EXERCISE DETAILS »
Entries follow. Return each line that contains the word "enum".

Saved entries »

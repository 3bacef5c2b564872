//! Filter and sort evaluation over records.
//!
//! Rules are plain values; memoization lives with the index that owns the
//! records.

use chrono::{DateTime, NaiveDate, NaiveDateTime};
use regex::Regex;
use serde::{Deserialize, Serialize};
use std::cmp::Ordering;
use std::fmt;
use std::str::FromStr;
use thiserror::Error;

use crate::models::{format_number, ExtraValue, Record};

/// Comparison applied by a filter rule
#[derive(Debug, Clone, Copy, PartialEq, Eq, Hash, Serialize, Deserialize)]
pub enum Operator {
    #[serde(rename = "=")]
    Eq,
    #[serde(rename = "!=")]
    Ne,
    #[serde(rename = "includes")]
    Includes,
    #[serde(rename = "regex")]
    Regex,
    #[serde(rename = ">")]
    Gt,
    #[serde(rename = "<")]
    Lt,
}

impl Operator {
    pub fn as_str(&self) -> &'static str {
        match self {
            Operator::Eq => "=",
            Operator::Ne => "!=",
            Operator::Includes => "includes",
            Operator::Regex => "regex",
            Operator::Gt => ">",
            Operator::Lt => "<",
        }
    }
}

/// Sort direction
#[derive(Debug, Clone, Copy, PartialEq, Eq, Hash, Default, Serialize, Deserialize)]
#[serde(rename_all = "lowercase")]
pub enum Direction {
    #[default]
    Asc,
    Desc,
}

/// `{field, operator, value}`
#[derive(Debug, Clone, PartialEq, Eq, Hash, Serialize, Deserialize)]
pub struct FilterRule {
    pub field: String,
    #[serde(rename = "op")]
    pub operator: Operator,
    pub value: String,
}

impl FilterRule {
    pub fn new(field: impl Into<String>, operator: Operator, value: impl Into<String>) -> Self {
        Self {
            field: field.into(),
            operator,
            value: value.into(),
        }
    }
}

impl fmt::Display for FilterRule {
    fn fmt(&self, f: &mut fmt::Formatter<'_>) -> fmt::Result {
        write!(f, "{} {} {}", self.field, self.operator.as_str(), self.value)
    }
}

/// `{field, direction}`
#[derive(Debug, Clone, PartialEq, Eq, Hash, Serialize, Deserialize)]
pub struct SortRule {
    pub field: String,
    #[serde(default)]
    pub direction: Direction,
}

impl SortRule {
    pub fn asc(field: impl Into<String>) -> Self {
        Self {
            field: field.into(),
            direction: Direction::Asc,
        }
    }

    pub fn desc(field: impl Into<String>) -> Self {
        Self {
            field: field.into(),
            direction: Direction::Desc,
        }
    }
}

#[derive(Error, Debug, PartialEq, Eq)]
pub enum RuleParseError {
    #[error("Missing operator in filter rule: {0}")]
    MissingOperator(String),

    #[error("Empty field name in rule: {0}")]
    EmptyField(String),

    #[error("Unknown sort direction: {0}")]
    UnknownDirection(String),
}

impl FromStr for FilterRule {
    type Err = RuleParseError;

    /// Parse `field=value`, `field!=value`, `field>value`, `field<value`,
    /// `field includes value` or `field regex value`
    fn from_str(s: &str) -> Result<Self, Self::Err> {
        let trimmed = s.trim();

        let mut words = trimmed.splitn(3, char::is_whitespace);
        if let (Some(field), Some(op), Some(value)) = (words.next(), words.next(), words.next()) {
            let operator = match op.to_lowercase().as_str() {
                "includes" => Some(Operator::Includes),
                "regex" => Some(Operator::Regex),
                _ => None,
            };
            if let Some(operator) = operator {
                return Ok(FilterRule::new(field, operator, value.trim()));
            }
        }

        for (symbol, operator) in [
            ("!=", Operator::Ne),
            ("=", Operator::Eq),
            (">", Operator::Gt),
            ("<", Operator::Lt),
        ] {
            if let Some((field, value)) = trimmed.split_once(symbol) {
                let field = field.trim();
                if field.is_empty() {
                    return Err(RuleParseError::EmptyField(s.to_string()));
                }
                return Ok(FilterRule::new(field, operator, value.trim()));
            }
        }

        Err(RuleParseError::MissingOperator(s.to_string()))
    }
}

impl FromStr for SortRule {
    type Err = RuleParseError;

    /// Parse `field`, `field:asc` or `field:desc`
    fn from_str(s: &str) -> Result<Self, Self::Err> {
        let (field, direction) = match s.trim().rsplit_once(':') {
            Some((field, dir)) => {
                let direction = match dir.to_lowercase().as_str() {
                    "asc" => Direction::Asc,
                    "desc" => Direction::Desc,
                    _ => return Err(RuleParseError::UnknownDirection(dir.to_string())),
                };
                (field.trim(), direction)
            }
            None => (s.trim(), Direction::Asc),
        };
        if field.is_empty() {
            return Err(RuleParseError::EmptyField(s.to_string()));
        }
        Ok(SortRule {
            field: field.to_string(),
            direction,
        })
    }
}

/// A record field as seen by the query engine
#[derive(Debug, Clone, PartialEq)]
pub enum FieldValue {
    Missing,
    Text(String),
    Number(f64),
    Bool(bool),
    List(Vec<String>),
}
//! # vaultdex CLI
//!
//! Command-line interface for the vaultdex task and record index.

mod commands;
mod context;

use clap::{Parser, Subcommand};
use std::path::PathBuf;
use vaultdex_core::{FilterRule, SortRule};

#[derive(Parser)]
#[command(name = "vaultdex")]
#[command(author, version, about, long_about = None)]
struct Cli {
    /// Path to configuration file
    #[arg(long, env = "VAULTDEX_CONFIG", default_value = "vaultdex.yml")]
    config: PathBuf,

    /// Enable verbose logging
    #[arg(short, long)]
    verbose: bool,

    #[command(subcommand)]
    command: Commands,
}

#[derive(Subcommand)]
enum Commands {
    /// Initialize a new vaultdex project
    Init {
        /// Target directory (defaults to current directory)
        path: Option<PathBuf>,
    },

    /// Index the vault, reusing the cache for unchanged documents
    Scan {
        /// Emit JSON instead of text
        #[arg(long)]
        json: bool,
    },

    /// Filter and sort indexed records
    Query {
        /// Filter rule: field=value, field!=value, field>value, field<value,
        /// "field includes value" or "field regex pattern"
        #[arg(short, long = "filter")]
        filters: Vec<FilterRule>,

        /// Sort key: field, field:asc or field:desc (repeatable)
        #[arg(short, long = "sort")]
        sort: Vec<SortRule>,

        /// Maximum results to return
        #[arg(long)]
        limit: Option<usize>,

        /// Emit JSON instead of text
        #[arg(long)]
        json: bool,
    },

    /// Mark an open task done, writing its next occurrence if it repeats
    Complete {
        /// Record id (path:line)
        id: String,
    },

    /// Set the time, end time or duration of a task
    SetTime {
        /// Record id (path:line)
        id: String,

        /// Time of day (HH:MM)
        #[arg(long)]
        time: Option<String>,

        /// End time (HH:MM)
        #[arg(long)]
        end_time: Option<String>,

        /// Free-form duration, e.g. 45m
        #[arg(long)]
        duration: Option<String>,
    },

    /// Keep the index live and stream change notifications as JSON lines
    Watch,
}

#[tokio::main]
async fn main() -> anyhow::Result<()> {
    let cli = Cli::parse();

    // Initialize tracing; stdout is reserved for command output
    let subscriber = tracing_subscriber::fmt()
        .with_writer(std::io::stderr)
        .with_env_filter(
            tracing_subscriber::EnvFilter::from_default_env().add_directive(if cli.verbose {
                tracing::Level::DEBUG.into()
            } else {
                tracing::Level::INFO.into()
            }),
        )
        .finish();
    tracing::subscriber::set_global_default(subscriber)?;

    match cli.command {
        Commands::Init { path } => commands::init_project(path.as_deref()),
        Commands::Scan { json } => commands::scan_vault(&cli.config, json),
        Commands::Query {
            filters,
            sort,
            limit,
            json,
        } => {
            let opts = commands::QueryOptions {
                filters,
                sort,
                limit,
                json,
            };
            commands::query_records(&cli.config, opts)
        }
        Commands::Complete { id } => commands::complete_task(&cli.config, &id),
        Commands::SetTime {
            id,
            time,
            end_time,
            duration,
        } => commands::set_task_time(&cli.config, &id, time, end_time, duration),
        Commands::Watch => commands::watch_vault(&cli.config).await,
    }
}
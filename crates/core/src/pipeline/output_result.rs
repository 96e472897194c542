use std::path::{Path, PathBuf};

use crate::shared::error::AnonymizeError;

/// The single value an anonymization job reports back to its caller.
#[derive(Debug)]
pub enum OutputResult {
    /// The anonymized file, complete and verified.
    Success { path: PathBuf },
    Failed { error: AnonymizeError },
    /// Stopped on request; no output file is left behind.
    Cancelled,
}

impl OutputResult {
    pub fn is_success(&self) -> bool {
        matches!(self, OutputResult::Success { .. })
    }

    pub fn output_path(&self) -> Option<&Path> {
        match self {
            OutputResult::Success { path } => Some(path),
            _ => None,
        }
    }

    pub fn error(&self) -> Option<&AnonymizeError> {
        match self {
            OutputResult::Failed { error } => Some(error),
            _ => None,
        }
    }
}
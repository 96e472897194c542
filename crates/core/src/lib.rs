//! Face anonymization for recorded videos.
//!
//! A job decodes a video, detects and tracks faces frame by frame,
//! pixelates the tracked regions and re-encodes the result while the audio
//! track is copied through untouched. Start from
//! [`pipeline::anonymize_faces_use_case::AnonymizeFacesUseCase`] or
//! [`pipeline::job::spawn_job`].

pub mod shared {
    pub mod audio_sample;
    pub mod constants;
    pub mod error;
    pub mod frame;
    pub mod geometry;
    pub mod orientation;
    pub mod region;
    pub mod video_asset;
}

pub mod detection {
    pub mod domain {
        pub mod face_detector;
        pub mod face_observation;
        pub mod face_tracker;
        pub mod observation_filter;
    }
    pub mod infrastructure;
}

pub mod compositing {
    pub mod domain {
        pub mod region_compositor;
    }
    pub mod infrastructure;
}

pub mod video {
    pub mod domain {
        pub mod frame_sink;
        pub mod frame_source;
    }
    pub mod infrastructure;
}

pub mod pipeline {
    pub mod anonymize_faces_use_case;
    pub mod frame_anonymizer;
    pub mod input_validator;
    pub mod job;
    pub mod output_result;
    pub mod pipeline_executor;
    pub mod pipeline_logger;
    pub mod processing_config;

    pub mod infrastructure {
        pub mod threaded_pipeline_executor;
    }

    #[cfg(test)]
    pub(crate) mod test_doubles;
}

EXERCISE RESULT »
pub enum Operator {
pub enum Direction {
pub enum RuleParseError {
pub enum FieldValue {
enum Commands {
pub enum OutputResult {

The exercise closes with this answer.